EXERCISE
Copy exactly the lines from the start of the data below through the one that carries "pub const DEFAULT_SLIDE_CACHE_CAPACITY: usize", and only those.

══════════════════════════════

//! Slide cache for managing opened slide handles.
//!
//! The cache provides:
//! - LRU caching of opened handles so metadata is decoded once per slide
//! - A shared decode cache attached to every handle, when supported
//! - Per-slide derived metadata: microns per pixel, normalization ceiling,
//!   and the colour transform
//!
//! # Locking
//!
//! A single mutex guards the recency list. It is held only for lookup,
//! promotion, insertion and eviction, never while a slide is being opened
//! or measured. Two threads missing on the same path may therefore both open
//! it; the later insert finds the earlier one, returns it, and closes its own
//! handle.
//!
//! # Example
//!
//! ```ignore
//! use wsi_deepzoom::slide::{SlideCache, SlideCacheConfig};
//!
//! let cache = SlideCache::new(provider, SlideCacheConfig::default());
//!
//! // Opens on first access, then served from cache
//! let entry = cache.get(Path::new("/slides/CMU-1.svs"))?;
//! let tile = entry.read_tile(12, 3, 4)?;
//! ```

use std::num::NonZeroUsize;
use std::path::{Path, PathBuf};
use std::sync::atomic::{AtomicBool, Ordering};
use std::sync::{Arc, Mutex, MutexGuard};
use std::time::SystemTime;

use bytes::Bytes;
use lru::LruCache;
use tracing::{debug, info};

use crate::color::{ColorMode, ColorTransform};
use crate::error::SlideError;
use crate::tile::Tile;

use super::decode_cache::{SharedDecodeCache, DEFAULT_DECODE_CACHE_BYTES};
use super::percentile::{percentile_nonzero, CEILING_PERCENTILE};
use super::provider::{
    DzOptions, SlideHandle, SlideProvider, PROPERTY_NAME_MPP_X, PROPERTY_NAME_MPP_Y,
};

// =============================================================================
// Configuration
// =============================================================================

/// Default number of open slides.
pub const DEFAULT_SLIDE_CACHE_CAPACITY: usize = 10;

/// Number of remembered normalization ceilings (outlives handle eviction).
const CEILING_MEMO_CAPACITY: usize = 1024;

/// Settings for a [`SlideCache`].
#[derive(Debug, Clone, PartialEq)]
pub struct SlideCacheConfig {
    /// Maximum number of open slides
    pub capacity: usize,

    /// Byte budget of the decode cache shared by all handles
    pub shared_decode_budget_bytes: usize,

    /// Tiling options passed to the provider on open
    pub dz_options: DzOptions,

    /// How embedded colour profiles are handled
    pub color_mode: ColorMode,
}

impl Default for SlideCacheConfig {
    fn default() -> Self {
        Self {
            capacity: DEFAULT_SLIDE_CACHE_CAPACITY,
            shared_decode_budget_bytes: DEFAULT_DECODE_CACHE_BYTES,
            dz_options: DzOptions::default(),
            color_mode: ColorMode::default(),
        }
    }
}

// =============================================================================
// CacheEntry
// =============================================================================

/// An opened slide plus the metadata derived from it at load time.
pub struct CacheEntry<H: SlideHandle> {
    key: PathBuf,
    handle: H,
    display_name: String,
    microns_per_pixel: f64,
    normalization_ceiling: f64,
    icc_profile: Option<Bytes>,
    color_transform: ColorTransform,
    closed: AtomicBool,
}

impl<H: SlideHandle> CacheEntry<H> {
    /// Canonical path this entry is cached under.
    pub fn key(&self) -> &Path {
        &self.key
    }

    /// The opened slide.
    pub fn handle(&self) -> &H {
        &self.handle
    }

    /// File name shown to users.
    pub fn display_name(&self) -> &str {
        &self.display_name
    }

    /// Mean of the X and Y pixel sizes in microns, or 0 when unknown.
    pub fn microns_per_pixel(&self) -> f64 {
        self.microns_per_pixel
    }

    /// 99.9th percentile of non-zero intensities at the lowest resolution.
    pub fn normalization_ceiling(&self) -> f64 {
        self.normalization_ceiling
    }

    /// Transform applied to every tile of this slide.
    pub fn color_transform(&self) -> &ColorTransform {
        &self.color_transform
    }

    /// Whether the handle has been closed by eviction.
    pub fn is_closed(&self) -> bool {
        self.closed.load(Ordering::Acquire)
    }

    /// Read a tile, tagged with the slide's original profile.
    ///
    /// The colour transform is not applied here; callers apply it last,
    /// after any overlay.
    pub fn read_tile(&self, level: usize, col: u32, row: u32) -> Result<Tile, SlideError> {
        let image = self.handle.read_tile(level, col, row)?;
        let tile = Tile::new(image);
        Ok(match &self.icc_profile {
            Some(profile) => tile.with_icc_profile(profile.clone()),
            None => tile,
        })
    }

    /// Close the handle once; later calls do nothing.
    fn close(&self) {
        if !self.closed.swap(true, Ordering::AcqRel) {
            self.handle.close();
        }
    }
}

impl<H: SlideHandle> std::fmt::Debug for CacheEntry<H> {
    fn fmt(&self, f: &mut std::fmt::Formatter<'_>) -> std::fmt::Result {
        f.debug_struct("CacheEntry")
            .field("key", &self.key)
            .field("display_name", &self.display_name)
            .field("microns_per_pixel", &self.microns_per_pixel)
            .field("normalization_ceiling", &self.normalization_ceiling)
            .field("color_transform", &self.color_transform)
            .field("closed", &self.is_closed())
            .finish()
    }
}

// =============================================================================
// SlideCache
// =============================================================================

#[derive(Debug, Clone, PartialEq, Eq, Hash)]
struct CeilingKey {
    path: PathBuf,
    modified: SystemTime,
}

/// Bounded, thread-safe cache of opened slides.
///
/// At most one entry exists per path, and the number of entries never
/// exceeds the configured capacity. Evicted handles are closed before the
/// call that evicted them returns.
pub struct SlideCache<P: SlideProvider> {
    provider: P,

    /// Open slides, most recently used at the tail
    entries: Mutex<LruCache<PathBuf, Arc<CacheEntry<P::Handle>>>>,

    /// Decode cache shared by every handle, when the provider supports it
    decode_cache: Option<SharedDecodeCache>,

    /// Ceilings by (path, mtime), surviving eviction
    ceilings: Mutex<LruCache<CeilingKey, f64>>,

    config: SlideCacheConfig,
}

impl<P: SlideProvider> SlideCache<P> {
    /// Create a cache over `provider`.
    pub fn new(provider: P, config: SlideCacheConfig) -> Self {
        let capacity = NonZeroUsize::new(config.capacity).unwrap_or(NonZeroUsize::MIN);
        let memo_capacity = NonZeroUsize::new(CEILING_MEMO_CAPACITY).unwrap_or(NonZeroUsize::MIN);

        let decode_cache = if provider.supports_shared_decode_cache() {
            Some(SharedDecodeCache::with_capacity(
                config.shared_decode_budget_bytes,
            ))
        } else {
            debug!("Slide provider has no shared decode cache support");
            None
        };

        Self {
            provider,
            entries: Mutex::new(LruCache::new(capacity)),
            decode_cache,
            ceilings: Mutex::new(LruCache::new(memo_capacity)),
            config,
        }
    }

    fn lock_entries(&self) -> MutexGuard<'_, LruCache<PathBuf, Arc<CacheEntry<P::Handle>>>> {
        self.entries
            .lock()
            .unwrap_or_else(|poisoned| poisoned.into_inner())
    }

    fn lock_ceilings(&self) -> MutexGuard<'_, LruCache<CeilingKey, f64>> {
        self.ceilings
            .lock()
            .unwrap_or_else(|poisoned| poisoned.into_inner())
    }

    /// Get the entry for `path`, opening the slide if it is not cached.
    ///
    /// `path` should be canonical; it is used as the cache key verbatim.
    /// On failure no entry is created and no existing entry is touched.
    pub fn get(&self, path: &Path) -> Result<Arc<CacheEntry<P::Handle>>, SlideError> {
        // Fast path: promote and return
        if let Some(entry) = self.lock_entries().get(path) {
            return Ok(Arc::clone(entry));
        }

        // Slow path: open and measure without holding the lock
        let entry = Arc::new(self.open_entry(path)?);

        let mut entries = self.lock_entries();
        if let Some(existing) = entries.get(path) {
            let existing = Arc::clone(existing);
            drop(entries);
            debug!(
                "Slide {} was opened concurrently, discarding duplicate handle",
                path.display()
            );
            entry.close();
            return Ok(existing);
        }

        let evicted = entries.push(path.to_path_buf(), Arc::clone(&entry));
        drop(entries);

        if let Some((evicted_path, evicted_entry)) = evicted {
            debug!("Evicted slide from cache: {}", evicted_path.display());
            evicted_entry.close();
        }

        Ok(entry)
    }

    /// Open `path` and derive its metadata.
    fn open_entry(&self, path: &Path) -> Result<CacheEntry<P::Handle>, SlideError> {
        if !self.provider.detect_format(path) {
            return Err(SlideError::unreadable(path, "unsupported slide format"));
        }

        debug!("Opening slide: {}", path.display());
        let mut handle = self.provider.open(path, &self.config.dz_options)?;

        if let Some(ref cache) = self.decode_cache {
            handle.attach_decode_cache(cache.clone());
        }

        let derived = self.derive_metadata(path, &handle);
        let (microns_per_pixel, normalization_ceiling, icc_profile, color_transform) =
            match derived {
                Ok(derived) => derived,
                Err(e) => {
                    handle.close();
                    return Err(e);
                }
            };

        let display_name = path
            .file_name()
            .map(|name| name.to_string_lossy().into_owned())
            .unwrap_or_else(|| path.display().to_string());

        info!(
            "Opened slide {} (mpp={}, ceiling={}, color={:?})",
            path.display(),
            microns_per_pixel,
            normalization_ceiling,
            color_transform
        );

        Ok(CacheEntry {
            key: path.to_path_buf(),
            handle,
            display_name,
            microns_per_pixel,
            normalization_ceiling,
            icc_profile,
            color_transform,
            closed: AtomicBool::new(false),
        })
    }

    #[allow(clippy::type_complexity)]
    fn derive_metadata(
        &self,
        path: &Path,
        handle: &P::Handle,
    ) -> Result<(f64, f64, Option<Bytes>, ColorTransform), SlideError> {
        let microns_per_pixel = microns_per_pixel(handle);
        let normalization_ceiling = self.normalization_ceiling(path, handle)?;
        let icc_profile = handle.color_profile();
        let color_transform = ColorTransform::build(icc_profile.as_deref(), self.config.color_mode)?;
        Ok((
            microns_per_pixel,
            normalization_ceiling,
            icc_profile,
            color_transform,
        ))
    }

    /// Ceiling for `path`, from the memo when the file is unchanged.
    fn normalization_ceiling(&self, path: &Path, handle: &P::Handle) -> Result<f64, SlideError> {
        let memo_key = std::fs::metadata(path)
            .and_then(|meta| meta.modified())
            .ok()
            .map(|modified| CeilingKey {
                path: path.to_path_buf(),
                modified,
            });

        if let Some(ref key) = memo_key {
            if let Some(&ceiling) = self.lock_ceilings().get(key) {
                debug!("Reusing normalization ceiling for {}", path.display());
                return Ok(ceiling);
            }
        }

        let lowest = handle.read_lowest_resolution_level()?;
        let ceiling = percentile_nonzero(&lowest, CEILING_PERCENTILE);
        debug!(
            "Computed normalization ceiling {} for {}",
            ceiling,
            path.display()
        );

        if let Some(key) = memo_key {
            self.lock_ceilings().put(key, ceiling);
        }
        Ok(ceiling)
    }

    /// Whether `path` is cached, without touching its recency.
    pub fn contains(&self, path: &Path) -> bool {
        self.lock_entries().contains(path)
    }

    /// Remove `path` from the cache and close its handle.
    ///
    /// Returns `true` if an entry was removed.
    pub fn invalidate(&self, path: &Path) -> bool {
        let removed = self.lock_entries().pop(path);
        match removed {
            Some(entry) => {
                entry.close();
                true
            }
            None => false,
        }
    }

    /// Remove every entry and close their handles.
    pub fn clear(&self) {
        let drained = drain(&mut self.lock_entries());
        for entry in drained {
            entry.close();
        }
    }

    /// Number of open slides.
    pub fn len(&self) -> usize {
        self.lock_entries().len()
    }

    pub fn is_empty(&self) -> bool {
        self.lock_entries().is_empty()
    }

    /// Maximum number of open slides.
    pub fn capacity(&self) -> usize {
        self.lock_entries().cap().get()
    }

    /// The decode cache shared by all handles, if the provider supports one.
    pub fn decode_cache(&self) -> Option<&SharedDecodeCache> {
        self.decode_cache.as_ref()
    }

    pub fn provider(&self) -> &P {
        &self.provider
    }

    pub fn config(&self) -> &SlideCacheConfig {
        &self.config
    }
}

impl<P: SlideProvider> Drop for SlideCache<P> {
    fn drop(&mut self) {
        let entries = self
            .entries
            .get_mut()
            .unwrap_or_else(|poisoned| poisoned.into_inner());
        for entry in drain(entries) {
            entry.close();
        }
    }
}

fn drain<H: SlideHandle>(
    entries: &mut LruCache<PathBuf, Arc<CacheEntry<H>>>,
) -> Vec<Arc<CacheEntry<H>>> {
    let mut drained = Vec::with_capacity(entries.len());
    while let Some((_, entry)) = entries.pop_lru() {
        drained.push(entry);
    }
    drained
}

/// Mean of the X and Y pixel sizes, or 0 if either is missing or malformed.
fn microns_per_pixel<H: SlideHandle>(handle: &H) -> f64 {
    let parse = |name: &str| {
        handle
            .property(name)
            .and_then(|value| value.trim().parse::<f64>().ok())
    };

    match (parse(PROPERTY_NAME_MPP_X), parse(PROPERTY_NAME_MPP_Y)) {
        (Some(x), Some(y)) => (x + y) / 2.0,
        _ => 0.0,
    }
}

// =============================================================================
// Tests
// =============================================================================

══════════════════════════════

OUTPUT FOR THIS EXERCISE
//! Slide cache for managing opened slide handles.
//!
//! The cache provides:
//! - LRU caching of opened handles so metadata is decoded once per slide
//! - A shared decode cache attached to every handle, when supported
//! - Per-slide derived metadata: microns per pixel, normalization ceiling,
//!   and the colour transform
//!
//! # Locking
//!
//! A single mutex guards the recency list. It is held only for lookup,
//! promotion, insertion and eviction, never while a slide is being opened
//! or measured. Two threads missing on the same path may therefore both open
//! it; the later insert finds the earlier one, returns it, and closes its own
//! handle.
//!
//! # Example
//!
//! ```ignore
//! use wsi_deepzoom::slide::{SlideCache, SlideCacheConfig};
//!
//! let cache = SlideCache::new(provider, SlideCacheConfig::default());
//!
//! // Opens on first access, then served from cache
//! let entry = cache.get(Path::new("/slides/CMU-1.svs"))?;
//! let tile = entry.read_tile(12, 3, 4)?;
//! ```

use std::num::NonZeroUsize;
use std::path::{Path, PathBuf};
use std::sync::atomic::{AtomicBool, Ordering};
use std::sync::{Arc, Mutex, MutexGuard};
use std::time::SystemTime;

use bytes::Bytes;
use lru::LruCache;
use tracing::{debug, info};

use crate::color::{ColorMode, ColorTransform};
use crate::error::SlideError;
use crate::tile::Tile;

use super::decode_cache::{SharedDecodeCache, DEFAULT_DECODE_CACHE_BYTES};
use super::percentile::{percentile_nonzero, CEILING_PERCENTILE};
use super::provider::{
    DzOptions, SlideHandle, SlideProvider, PROPERTY_NAME_MPP_X, PROPERTY_NAME_MPP_Y,
};

// =============================================================================
// Configuration
// =============================================================================

/// Default number of open slides.
pub const DEFAULT_SLIDE_CACHE_CAPACITY: usize = 10;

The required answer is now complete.